Presentazione del libro “Il ragazzo che amava i libri” di Onofrio Pagone
Onofrio Pagone presenta il suo libro “Il ragazzo che amava i libri. Nunzio Schena, l’editore mecenate” (Schena Editore, 2025). Dialoga con l’autore Augusto Masiellop e interviene Angela Schena.

- Edizione2026
- SedeBiblioteca Gaetano Ricchetti, Bari
- Data e oraMartedì 17 Febbraio 2026 - ore 18:30
- AutoreOnofrio Pagone
Sinossi del libro
Con prefazione di Raffaele Nigro. È stata una vita da romanzo quella di Nunzio Schena, non tanto per le vicissitudini affrontate, quanto per il calibro del personaggio che ha saputo rivestire con la postura di uomo libero e curioso. Lui mi ha insegnato che la cultura ha una sacrosanta finalità: coltivare il diritto a vivere e a crescere. Schena ha educato a questo obiettivo quanti gli stavano intorno, anche quando si è dedicato ai suoi alberi di ulivo e di mandorlo che negli anni ha piantato nella sua campagna: non ha estirpato i germogli fuori posto, non ha mai oltraggiato la natura, piuttosto l’ha assecondata, l’ha incoraggiata. Lascia che viva, lascia che cresca, diceva. Mi sono addentrato nella conoscenza dell’imprenditore rimanendo affascinato dall’uomo, dal suo carattere, dal suo stile: non conosceva limiti alla fatica e sapeva inseguire i suoi obiettivi. Quel ragazzo che amava i libri mi ha coinvolto sempre più. Ne ho apprezzato l’umiltà, la passione per la stampa, il culto della Bellezza. E poi l’ostinazione a fare sempre di più, a non tradire le sue radici e il suo territorio; ho ammirato l’ancoraggio alla sua campagna, la dedizione all’arte e alle sue declinazioni.
Biografia dell'autore
Onofrio Pagone (Bari, 1960), giornalista, ha maturato esperienze in giornali quotidiani e periodici, uffici stampa e radio. Per l’agenzia Ansa è stato anche inviato di guerra in Somalia e poi in Albania. Nel ’98 gli è stato conferito al Quirinale il “Premio Saint Vincent di Giornalismo” per i suoi servizi di cronaca sull’esodo biblico di profughi albanesi lungo le coste pugliesi; nel 2006 è stato segnalato come cronista dell’anno al “Premio Michele Campione”, bandito dall’Ordine regionale dei giornalisti di Puglia.
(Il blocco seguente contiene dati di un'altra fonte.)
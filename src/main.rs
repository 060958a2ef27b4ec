//! roi-dashboard: interactive report for per-region statistics
//!
//! Loads the combined results table, serves it as a sortable, filterable table and
//! draws a bar chart of whichever rows are selected.

use anyhow::{Context, Result};
use clap::Parser;
use log::info;
use std::path::PathBuf;

mod chart;
mod config;
mod controller;
mod dataset;
mod error;
mod filter;
mod loader;
mod selection;
#[cfg(feature = "serve")]
mod serve;
mod statistic;
mod table;

use crate::config::Config;
use crate::selection::SelectionState;
use crate::statistic::Statistic;

/// Interactive dashboard for per-region statistics
#[derive(Parser, Debug)]
#[command(name = "roi-dashboard")]
#[command(version)]
#[command(args_conflicts_with_subcommands = true)]
#[command(about = "Explore per-region statistics in a selectable table with a linked bar chart")]
struct Cli {
    #[command(subcommand)]
    command: Option<Commands>,

    #[command(flatten)]
    args: ServeArgs,
}

#[derive(clap::Subcommand, Debug)]
enum Commands {
    /// Derive the bar chart for given rows and print it as Plotly JSON
    PrintChart(PrintChartArgs),
}

/// Arguments for serving the dashboard (default command)
#[derive(Parser, Debug)]
struct ServeArgs {
    /// Results directory (containing Summarised_results/) or combined_results.json
    results: Option<PathBuf>,

    /// YAML configuration file
    #[arg(short, long)]
    config: Option<PathBuf>,

    /// Address to bind (overrides config)
    #[arg(long)]
    host: Option<String>,

    /// Port for web server (overrides config, default: 8050)
    #[arg(long)]
    port: Option<u16>,

    /// Do not open a browser window
    #[arg(long)]
    no_browser: bool,

    /// Statistic shown on load: Mean, Std_dev, Min, Max, Voxels, Excluded_Voxels
    #[arg(long)]
    statistic: Option<String>,

    /// Verbose output
    #[arg(short, long)]
    verbose: bool,
}

/// Arguments for the print-chart subcommand
#[derive(Parser, Debug)]
struct PrintChartArgs {
    /// Results directory or combined_results.json
    results: PathBuf,

    /// Row ids to plot (comma-separated)
    #[arg(long, value_delimiter = ',', num_args = 1..)]
    ids: Vec<usize>,

    /// Statistic to plot
    #[arg(long, default_value = "Mean")]
    statistic: String,

    /// YAML configuration file (for chart colours and height)
    #[arg(short, long)]
    config: Option<PathBuf>,

    /// Print the chart specification instead of the Plotly figure
    #[arg(long)]
    spec: bool,

    /// Verbose output
    #[arg(short, long)]
    verbose: bool,
}

fn main() -> Result<()> {
    let cli = Cli::parse();

    match cli.command {
        Some(Commands::PrintChart(args)) => run_print_chart(args),
        None => run_serve(cli.args),
    }
}

fn init_logging(verbose: bool) {
    let log_level = if verbose { "debug" } else { "info" };
    env_logger::Builder::from_env(env_logger::Env::default().default_filter_or(log_level)).init();
}

fn load_config(path: Option<&PathBuf>) -> Result<Config> {
    match path {
        Some(path) => {
            info!("Loading configuration: {}", path.display());
            Config::from_yaml(path)
        }
        None => Ok(Config::default()),
    }
}

/// Serve the dashboard until interrupted
fn run_serve(args: ServeArgs) -> Result<()> {
    init_logging(args.verbose);
    info!("roi-dashboard v{}", env!("CARGO_PKG_VERSION"));

    let results = args
        .results
        .as_ref()
        .context("A results directory or JSON file is required")?;

    let mut config = load_config(args.config.as_ref())?;
    if let Some(host) = &args.host {
        config.server.host = host.clone();
    }
    if let Some(port) = args.port {
        config.server.port = port;
    }
    if args.no_browser {
        config.server.open_browser = false;
    }
    if let Some(statistic) = &args.statistic {
        config.display.default_statistic = statistic.clone();
    }
    config.validate()?;

    let dataset = loader::load_dataset(results)?;
    let statistic = config.default_statistic()?;
    let dashboard = controller::Dashboard::new(dataset, statistic, config.palette());

    serve_dashboard(dashboard, &config)
}

#[cfg(feature = "serve")]
fn serve_dashboard(dashboard: controller::Dashboard, config: &Config) -> Result<()> {
    let options = serve::ServeOptions {
        address: config.address(),
        open_browser: config.server.open_browser,
        background: config.display.background.clone(),
        text: config.display.text.clone(),
        chart_height: config.display.chart_height,
    };
    serve::start_server(dashboard, &options)
}

#[cfg(not(feature = "serve"))]
fn serve_dashboard(_dashboard: controller::Dashboard, _config: &Config) -> Result<()> {
    anyhow::bail!("This build does not include the web server; rebuild with --features serve")
}

/// Print the chart for the given rows without starting a server
fn run_print_chart(args: PrintChartArgs) -> Result<()> {
    init_logging(args.verbose);

    let config = load_config(args.config.as_ref())?;
    let statistic: Statistic = args.statistic.parse()?;
    let dataset = loader::load_dataset(&args.results)?;

    let selection: SelectionState = args.ids.iter().copied().collect();
    let derivation = chart::derive_chart(&dataset, &selection, statistic);
    for notice in &derivation.notices {
        log::warn!("{}", notice);
    }

    let chart = derivation
        .chart
        .context("No rows selected; pass at least one existing row id with --ids")?;

    let output = if args.spec {
        serde_json::to_string_pretty(&chart)?
    } else {
        let figure = chart.to_figure(&config.display.background, config.display.chart_height);
        serde_json::to_string_pretty(&figure)?
    };
    println!("{}", output);

    Ok(())
}
//! Table view over the dataset: sort, filter, pagination, row removal and styling
//!
//! The view never mutates the dataset. It keeps the ordered list of visible row
//! ids, recomputed whenever sort, filter or removals change.

use crate::dataset::{Cell, ColumnKind, Dataset, Row};
use crate::error::DashboardError;
use crate::filter::Filter;
use crate::selection::SelectionState;
use serde::{Deserialize, Serialize};
use serde_json::{Map, Value};
use std::cmp::Ordering;
use std::collections::BTreeSet;

pub const ZEBRA_BACKGROUND: &str = "rgb(248, 248, 248)";
pub const HIGHLIGHT_BACKGROUND: &str = "#D2F3FF";

#[derive(Debug, Clone, Copy, PartialEq, Eq, Serialize, Deserialize)]
#[serde(rename_all = "lowercase")]
pub enum SortDirection {
    Asc,
    Desc,
}

/// One entry of a (possibly multi-column) sort, highest priority first
#[derive(Debug, Clone, PartialEq, Eq, Serialize, Deserialize)]
pub struct SortKey {
    pub column_id: String,
    pub direction: SortDirection,
}

#[cfg(test)]
impl SortKey {
    pub fn asc(column: &str) -> Self {
        Self {
            column_id: column.to_string(),
            direction: SortDirection::Asc,
        }
    }

    pub fn desc(column: &str) -> Self {
        Self {
            column_id: column.to_string(),
            direction: SortDirection::Desc,
        }
    }
}

/// Numeric display format understood by the host table
#[derive(Debug, Clone, Copy, PartialEq, Eq, Serialize)]
pub struct NumberFormat {
    pub precision: u8,
    /// "f" fixed-point, "d" decimal integer
    pub scheme: &'static str,
}

/// Column definition handed to the rendering surface
#[derive(Debug, Clone, PartialEq, Serialize)]
pub struct ColumnSpec {
    pub name: String,
    pub id: String,
    pub deletable: bool,
    pub selectable: bool,
    #[serde(rename = "type")]
    pub kind: &'static str,
    #[serde(skip_serializing_if = "Option::is_none")]
    pub format: Option<NumberFormat>,
}

impl ColumnSpec {
    fn for_kind(name: &str, kind: ColumnKind) -> Self {
        let (kind_name, format) = match kind {
            ColumnKind::Float => ("numeric", Some(NumberFormat { precision: 2, scheme: "f" })),
            ColumnKind::Integer => ("numeric", Some(NumberFormat { precision: 2, scheme: "d" })),
            ColumnKind::Categorical | ColumnKind::Text => ("text", None),
        };
        Self {
            name: name.to_string(),
            id: name.to_string(),
            deletable: true,
            selectable: true,
            kind: kind_name,
            format,
        }
    }
}

/// Background colours used by the styling rule
#[derive(Debug, Clone, PartialEq, Eq, Serialize, Deserialize)]
pub struct Palette {
    pub zebra: String,
    pub highlight: String,
}

impl Default for Palette {
    fn default() -> Self {
        Self {
            zebra: ZEBRA_BACKGROUND.to_string(),
            highlight: HIGHLIGHT_BACKGROUND.to_string(),
        }
    }
}

/// Declarative conditional style, in the order the host applies them
#[derive(Debug, Clone, PartialEq, Serialize)]
#[serde(tag = "when", rename_all = "snake_case")]
pub enum StyleRule {
    OddRow { background: String },
    RowId { id: usize, background: String },
}

/// Resolved background for one row on the current page
#[derive(Debug, Clone, PartialEq, Eq, Serialize)]
pub struct RowStyle {
    pub row_index: usize,
    pub id: usize,
    pub background: Option<String>,
}

/// Styling rule: zebra stripe on odd rows, highlight for selected rows
/// (highlight wins). Only the rows listed in `page_ids` are styled.
pub fn style_rules(page_ids: &[usize], selection: &SelectionState, palette: &Palette) -> Vec<StyleRule> {
    let mut rules = vec![StyleRule::OddRow {
        background: palette.zebra.clone(),
    }];
    rules.extend(
        page_ids
            .iter()
            .filter(|&&id| selection.contains(id))
            .map(|&id| StyleRule::RowId {
                id,
                background: palette.highlight.clone(),
            }),
    );
    rules
}

pub fn row_styles(page_ids: &[usize], selection: &SelectionState, palette: &Palette) -> Vec<RowStyle> {
    page_ids
        .iter()
        .enumerate()
        .map(|(row_index, &id)| {
            let background = if selection.contains(id) {
                Some(palette.highlight.clone())
            } else if row_index % 2 == 1 {
                Some(palette.zebra.clone())
            } else {
                None
            };
            RowStyle {
                row_index,
                id,
                background,
            }
        })
        .collect()
}

#[derive(Debug, Clone)]
pub struct TableView {
    filter: Option<Filter>,
    sort_keys: Vec<SortKey>,
    sort: Vec<(usize, SortDirection)>,
    removed: BTreeSet<usize>,
    page: usize,
    page_size: usize,
    visible: Vec<usize>,
}

impl TableView {
    pub fn new(dataset: &Dataset) -> Self {
        let mut view = Self {
            filter: None,
            sort_keys: Vec::new(),
            sort: Vec::new(),
            removed: BTreeSet::new(),
            page: 0,
            page_size: dataset.distinct_index_count().max(1),
            visible: Vec::new(),
        };
        view.refresh(dataset);
        view
    }

    pub fn column_specs(dataset: &Dataset) -> Vec<ColumnSpec> {
        dataset
            .columns()
            .iter()
            .map(|c| ColumnSpec::for_kind(&c.name, c.kind))
            .collect()
    }

    /// Replace the filter; an empty query clears it
    pub fn set_filter(&mut self, dataset: &Dataset, query: &str) -> Result<(), DashboardError> {
        self.filter = if query.trim().is_empty() {
            None
        } else {
            Some(Filter::parse(query, dataset)?)
        };
        self.refresh(dataset);
        Ok(())
    }

    pub fn filter_query(&self) -> Option<&str> {
        self.filter.as_ref().map(|f| f.source())
    }

    pub fn set_sort(&mut self, dataset: &Dataset, keys: Vec<SortKey>) -> Result<(), DashboardError> {
        let sort = keys
            .iter()
            .map(|k| dataset.require_column(&k.column_id).map(|c| (c, k.direction)))
            .collect::<Result<Vec<_>, DashboardError>>()?;
        self.sort = sort;
        self.sort_keys = keys;
        self.refresh(dataset);
        Ok(())
    }

    pub fn sort_keys(&self) -> &[SortKey] {
        &self.sort_keys
    }

    /// Hide a row from the view. The dataset keeps it.
    pub fn remove_row(&mut self, dataset: &Dataset, id: usize) -> Result<(), DashboardError> {
        if !dataset.contains_id(id) {
            return Err(DashboardError::UnknownRow(id));
        }
        self.removed.insert(id);
        self.refresh(dataset);
        Ok(())
    }

    pub fn is_removed(&self, id: usize) -> bool {
        self.removed.contains(&id)
    }

    pub fn set_page(&mut self, page: usize) {
        self.page = page.min(self.page_count().saturating_sub(1));
    }

    pub fn page(&self) -> usize {
        self.page
    }

    pub fn page_size(&self) -> usize {
        self.page_size
    }

    pub fn page_count(&self) -> usize {
        self.visible.len().div_ceil(self.page_size).max(1)
    }

    /// Ids of every row passing filter and removals, in sorted order
    pub fn visible_ids(&self) -> &[usize] {
        &self.visible
    }

    /// Ids on the current page
    pub fn page_ids(&self) -> &[usize] {
        let start = (self.page * self.page_size).min(self.visible.len());
        let end = (start + self.page_size).min(self.visible.len());
        &self.visible[start..end]
    }

    pub fn is_visible(&self, id: usize) -> bool {
        self.visible.contains(&id)
    }

    /// Selection restricted to rows the view currently shows (any page)
    pub fn derived_selection(&self, selection: &SelectionState) -> SelectionState {
        selection.restricted_to(|id| self.is_visible(id))
    }

    /// Current page as records keyed by column name
    pub fn page_records(&self, dataset: &Dataset) -> Vec<Map<String, Value>> {
        self.page_ids()
            .iter()
            .filter_map(|&id| dataset.row(id))
            .map(|row| {
                dataset
                    .columns()
                    .iter()
                    .zip(row.cells())
                    .map(|(col, cell)| {
                        let value = serde_json::to_value(cell).unwrap_or(Value::Null);
                        (col.name.clone(), value)
                    })
                    .collect()
            })
            .collect()
    }

    fn refresh(&mut self, dataset: &Dataset) {
        let mut ids: Vec<usize> = dataset
            .rows()
            .iter()
            .filter(|r| !self.removed.contains(&r.id))
            .filter(|r| self.filter.as_ref().map_or(true, |f| f.matches(r)))
            .map(|r| r.id)
            .collect();

        if !self.sort.is_empty() {
            // Stable sort: equal keys keep dataset (id) order
            ids.sort_by(|&a, &b| match (dataset.row(a), dataset.row(b)) {
                (Some(ra), Some(rb)) => compare_rows(ra, rb, &self.sort),
                _ => a.cmp(&b),
            });
        }

        self.visible = ids;
        self.set_page(self.page);
    }
}

fn compare_rows(a: &Row, b: &Row, sort: &[(usize, SortDirection)]) -> Ordering {
    for &(column, direction) in sort {
        let ordering = compare_cells(a.cell(column), b.cell(column), direction);
        if ordering != Ordering::Equal {
            return ordering;
        }
    }
    Ordering::Equal
}

/// Blanks sort last in both directions
fn compare_cells(a: &Cell, b: &Cell, direction: SortDirection) -> Ordering {
    match (a.is_blank(), b.is_blank()) {
        (true, true) => return Ordering::Equal,
        (true, false) => return Ordering::Greater,
        (false, true) => return Ordering::Less,
        (false, false) => {}
    }

    let ordering = match (a.as_f64(), b.as_f64()) {
        (Some(x), Some(y)) => x.partial_cmp(&y).unwrap_or(Ordering::Equal),
        (Some(_), None) => Ordering::Less,
        (None, Some(_)) => Ordering::Greater,
        (None, None) => a.display().cmp(&b.display()),
    };

    match direction {
        SortDirection::Asc => ordering,
        SortDirection::Desc => ordering.reverse(),
    }
}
Con la raccolta di racconti Per un giorno (Progedit) ha vinto nel 2010 il premio “Migliore opera prima” al festival nazionale “Il libro possibile” di Polignano a Mare.
Laureato in Lettere Moderne all’Università “Aldo Moro” di Bari, ha firmato la prefazione a vari volumi di saggistica, poesia e arte, e racconti pubblicati da Rubbettino, Quorum, Giraldi, Progedit, Il Castello. Autore anche per il teatro, è stato direttore della rivista letteraria La Vallisa.